默認狀況下,分片和輸入文件的分塊數是相等的。也不徹底相等,若是block size大小事128M,文件大小爲128.1M,文件的block數目爲2,可是application運行過程當中,你會發現分片數目是1,而不是2,其中的機理,後面會分析html
有的程序會設置map的數目,那麼map數目是怎樣影響分片的數目的呢?java
若是文件大小爲0,是否會做爲一個分片傳給map任務?
node
經過listStatus()獲取輸入文件列表files,其中會遍歷輸入目錄的子目錄,並過濾掉部分文件,如文件_SUCCESSexpress
獲取全部的文件大小totalSIzeapp
goalSIze=totalSize/numMaps。numMaps是用戶指定的map數目ide
files中取出一個文件fileoop
計算splitSize。splitSize=max(minSplitSize,min(file.blockSize,goalSize)),其中minSplitSize是容許的最小分片大小,默認爲1Bui
後面根據splitSize大小將file分片。在分片的時候,若是剩餘的大小不大於splitSize*1.1,且大於0B的時候,會將該區域整個做爲一個分片。這樣作是爲了防止一個mapper處理的數據過小this
將file的分片加入到splits中spa
返回4,直到將files遍歷完
結束,返回splits
源碼(hadoop2.2.0)
其實流程算起來也不算複雜,因此就直接用代碼註釋來作吧
這裏邊涉及這麼幾個方法:
一、public List<InputSplit> getSplits(JobContext job), 這個由客戶端調用來得到當前Job的全部分片(split),而後發送給JobTracker(新API中應該是ResourceManager),而JobTracker根據這些分片的存儲位置來給TaskTracker分配map任務去處理這些分片。
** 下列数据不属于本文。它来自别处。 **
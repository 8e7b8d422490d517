pub mod rendered_chart;
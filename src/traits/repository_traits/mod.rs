pub mod cost_explorer_repository;
pub mod object_storage_repository;
use crate::common::*;

pub const PNG_CONTENT_TYPE: &str = "image/png";

#[derive(Debug, Clone, PartialEq, Getters, new)]
#[getset(get = "pub")]
pub struct RenderedChart {
    pub pic_path: PathBuf,
    pub content_type: String,
}
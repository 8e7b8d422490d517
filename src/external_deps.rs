pub use aws_config::{BehaviorVersion, Region, SdkConfig};
pub use aws_sdk_costexplorer::{
    Client as CostExplorerClient,
    error::DisplayErrorContext as CeErrorContext,
    operation::get_cost_and_usage::GetCostAndUsageOutput,
    types::{DateInterval, Granularity, GroupDefinition, GroupDefinitionType},
};
pub use aws_sdk_s3::{
    Client as S3Client, error::DisplayErrorContext as S3ErrorContext, primitives::ByteStream,
    types::ObjectCannedAcl,
};
pub use chrono::{DateTime, Datelike, Local, NaiveDate, TimeZone};
pub use cron::Schedule;
pub use flexi_logger::{
    Age, Cleanup, Criterion, DeferredNow, Duplicate, FileSpec, Logger, LoggerHandle, Naming,
    Record,
};
pub use once_cell::sync::Lazy as once_lazy;
pub mod publish_target;
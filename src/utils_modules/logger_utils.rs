use crate::common::*;

#[doc = r#"
    전역 로거를 설정한다.

    * 로그 레벨은 `RUST_LOG` 환경변수, 없으면 `info`
    * `logs/` 디렉토리에 하루 단위로 로테이션, 최근 10개 파일 보관
    * 모든 로그를 표준출력으로도 복제

    반환된 핸들은 프로그램 종료 시점까지 유지해야 한다.
"#]
pub fn set_global_logger() -> LoggerHandle {
    let log_directory: &str = "logs";

    Logger::try_with_env_or_str("info")
        .and_then(|logger| {
            logger
                .log_to_file(
                    FileSpec::default()
                        .directory(log_directory)
                        .basename("daily_cost_tracking"),
                )
                .rotate(
                    Criterion::Age(Age::Day),
                    Naming::Timestamps,
                    Cleanup::KeepLogFiles(10),
                )
                .format_for_files(custom_format)
                .format_for_stdout(custom_format)
                .duplicate_to_stdout(Duplicate::All)
                .start()
        })
        .unwrap_or_else(|e| panic!("[set_global_logger] Logger initialization failed: {}", e))
}

#[doc = "[시각] [레벨] T[스레드] 메시지"]
fn custom_format(
    w: &mut dyn Write,
    now: &mut DeferredNow,
    record: &Record,
) -> Result<(), std::io::Error> {
    write!(
        w,
        "[{}] [{}] T[{}] {}",
        now.now().format("%Y-%m-%d %H:%M:%S"),
        record.level(),
        std::thread::current().name().unwrap_or("unknown"),
        record.args()
    )
}
pub mod category_amount;
pub mod usage_table;
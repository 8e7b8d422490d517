use crate::common::*;

use crate::traits::repository_traits::object_storage_repository::*;

#[derive(Debug, Clone)]
pub struct S3RepositoryImpl {
    s3_client: S3Client,
}

impl S3RepositoryImpl {
    pub fn new(sdk_config: &SdkConfig) -> Self {
        S3RepositoryImpl {
            s3_client: S3Client::new(sdk_config),
        }
    }
}

#[async_trait]
impl ObjectStorageRepository for S3RepositoryImpl {
    #[doc = "로컬 파일을 S3 오브젝트로 업로드한다 (PutObject)."]
    async fn upload_file(
        &self,
        local_path: &Path,
        bucket: &str,
        key: &str,
        content_type: &str,
        public_read: bool,
    ) -> Result<(), anyhow::Error> {
        let body: ByteStream = ByteStream::from_path(local_path).await.map_err(|e| {
            anyhow!(
                "[S3RepositoryImpl->upload_file] Failed to read {:?}: {:?}",
                local_path,
                e
            )
        })?;

        let mut request = self
            .s3_client
            .put_object()
            .bucket(bucket)
            .key(key)
            .content_type(content_type)
            .body(body);

        if public_read {
            request = request.acl(ObjectCannedAcl::PublicRead);
        }

        request.send().await.map_err(|e| {
            anyhow!(
                "[S3RepositoryImpl->upload_file] PutObject s3://{}/{} failed: {}",
                bucket,
                key,
                S3ErrorContext(&e)
            )
        })?;

        Ok(())
    }
}
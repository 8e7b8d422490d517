use crate::common::*;

use crate::dto::cost::cost_report::*;
use crate::model::{
    chart::rendered_chart::*, configs::schedule_config::*, publish::publish_target::*,
    usage::usage_table::*, window::date_window::*,
};
use crate::traits::service_traits::{
    aggregation_service::*, chart_service::*, cost_query_service::*, publish_service::*,
};
use crate::utils_modules::time_utils::*;

#[derive(Debug, new)]
pub struct MainController<Q, A, C, P>
where
    Q: CostQueryService,
    A: AggregationService,
    C: ChartService,
    P: PublishService,
{
    cost_query_service: Q,
    aggregation_service: A,
    chart_service: C,
    publish_service: P,
    publish_target: PublishTarget,
    scratch_path: PathBuf,
    schedule_config: ScheduleConfig,
}

impl<Q, A, C, P> MainController<Q, A, C, P>
where
    Q: CostQueryService,
    A: AggregationService,
    C: ChartService,
    P: PublishService,
{
    #[doc = r#"
        프로그램 진입점.

        * 스케줄이 비활성화된 경우: 비용 리포트 작업을 한 번 실행하고 결과를 그대로 반환한다
          (외부 스케줄러가 프로세스를 주기적으로 실행하는 구성)
        * 스케줄이 활성화된 경우: cron 스케줄에 맞춰 작업을 반복 실행한다

        # Returns
        * `anyhow::Result<()>` - 단발 실행 시 작업 결과, 스케줄 실행 시 스케줄 파싱 오류
    "#]
    pub async fn main_task(&self) -> anyhow::Result<()> {
        if !self.schedule_config.enabled {
            return self.cost_report_task(Local::now()).await;
        }

        self.cost_report_loop().await
    }

    #[doc = r#"
        비용 차트를 한 번 생성해서 게시한다. 각 단계는 순서대로 실행되며,
        어느 단계든 실패하면 남은 단계는 실행하지 않는다.

        1. 조회 기간 계산 (최근 8일 ~ 오늘)
        2. Cost Explorer 조회
        3. 카테고리 x 날짜 테이블로 집계
        4. 누적 막대 차트를 임시 경로에 렌더링
        5. S3 업로드
    "#]
    pub async fn cost_report_task(&self, now: DateTime<Local>) -> anyhow::Result<()> {
        /* 1. 조회 기간 */
        let window: DateWindow = calc_cost_window(now);
        info!(
            "Cost report task start: {} ~ {}",
            window.start_str(),
            window.end_str()
        );

        /* 2. 서비스별 일별 비용 조회 */
        let report: CostReport = self.cost_query_service.get_cost_and_usage(&window).await?;

        /* 3. 집계 */
        let usage_table: UsageTable = self.aggregation_service.aggregate(&report)?;
        info!(
            "Aggregated usage table ({} rows x {} columns)\n{}",
            usage_table.row_count(),
            usage_table.column_count(),
            usage_table
        );

        /* 4. 차트 렌더링 */
        let rendered_chart: RenderedChart = self
            .chart_service
            .generate_stacked_bar_chart(&usage_table, &self.scratch_path)
            .await?;

        /* 5. 업로드 */
        self.publish_service
            .publish_chart(&rendered_chart, &self.publish_target)
            .await?;

        info!("Cost report task finished");

        Ok(())
    }

    #[doc = "cron 스케줄(로컬 시간 기준)에 맞춰 비용 리포트 작업을 반복 실행한다."]
    async fn cost_report_loop(&self) -> anyhow::Result<()> {
        let schedule: Schedule = Schedule::from_str(&self.schedule_config.cron_schedule)
            .map_err(|e| {
                anyhow!(
                    "[MainController->cost_report_loop] Failed to parse cron schedule '{}': {:?}",
                    self.schedule_config.cron_schedule,
                    e
                )
            })?;

        info!(
            "Starting cost report scheduler with cron schedule: {}",
            self.schedule_config.cron_schedule
        );

        loop {
            let now_local: DateTime<Local> = Local::now();

            /* 다음 실행 시간 계산 */
            let next_run: DateTime<Local> = schedule
                .after(&now_local)
                .next()
                .ok_or_else(|| anyhow!("[MainController->cost_report_loop] Failed to calculate next run time from cron schedule"))?;

            let duration_until_next_run: Duration = match (next_run - now_local).to_std() {
                Ok(duration) => duration,
                Err(e) => {
                    error!(
                        "[MainController->cost_report_loop] Failed to calculate duration: {:?}",
                        e
                    );
                    continue;
                }
            };

            info!(
                "Next cost report scheduled at: {}. Sleeping for {:?}",
                next_run.format("%Y-%m-%d %H:%M:%S"),
                duration_until_next_run
            );

            sleep(duration_until_next_run).await;

            if let Err(e) = self.cost_report_task(Local::now()).await {
                error!("[MainController->cost_report_loop] {:?}", e);
            }
        }
    }
}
這個方法用到了後邊的listStatus,而後根據獲得的這些文件信息,從FileSystem那裏去拉取這些組成這些文件的塊的信息(BlockLocation),使用的是getFileBlockLocation(file,start,len),這個方法是與使用的文件系統實現相關的(FileSystem,LocalFileSystem,DistributedFileSystem)
/** * Generate the list of files and make them into FileSplits. * @param job the job context * @throws IOException */ public List<InputSplit> getSplits(JobContext job) throws IOException { long minSize = Math.max(getFormatMinSplitSize(), getMinSplitSize(job)); long maxSize = getMaxSplitSize(job); // generate splits List<InputSplit> splits = new ArrayList<InputSplit>(); List<FileStatus> files = listStatus(job); for (FileStatus file: files) { Path path = file.getPath(); long length = file.getLen(); if (length != 0) { BlockLocation[] blkLocations; if (file instanceof LocatedFileStatus) { blkLocations = ((LocatedFileStatus) file).getBlockLocations(); } else { FileSystem fs = path.getFileSystem(job.getConfiguration()); blkLocations = fs.getFileBlockLocations(file, 0, length); } if (isSplitable(job, path)) { long blockSize = file.getBlockSize(); long splitSize = computeSplitSize(blockSize, minSize, maxSize); long bytesRemaining = length; while (((double) bytesRemaining)/splitSize > SPLIT_SLOP) { int blkIndex = getBlockIndex(blkLocations, length-bytesRemaining); splits.add(makeSplit(path, length-bytesRemaining, splitSize, blkLocations[blkIndex].getHosts())); bytesRemaining -= splitSize; } if (bytesRemaining != 0) { int blkIndex = getBlockIndex(blkLocations, length-bytesRemaining); splits.add(makeSplit(path, length-bytesRemaining, bytesRemaining, blkLocations[blkIndex].getHosts())); } } else { // not splitable splits.add(makeSplit(path, 0, length, blkLocations[0].getHosts())); } } else { //Create empty hosts array for zero length files splits.add(makeSplit(path, 0, length, new String[0])); } } // Save the number of input files for metrics/loadgen job.getConfiguration().setLong(NUM_INPUT_FILES, files.size()); LOG.debug("Total # of splits: " + splits.size()); return splits; }
二、protected List<FileStatus> listStatus(JobContext job), 先根據「mapred.input.dir」的配置值去獲得用戶指定的全部Path。而後根據這個JobContext的Configuration獲得FileSystem(固然,更多是 DistributedFileSystem )。最後應用用戶可能設置了的PathFilter,經過FileSystem獲取全部這些Path所表明的File(FileStatus)。注:這個方法的東西至關多,不少內容還十分陌生。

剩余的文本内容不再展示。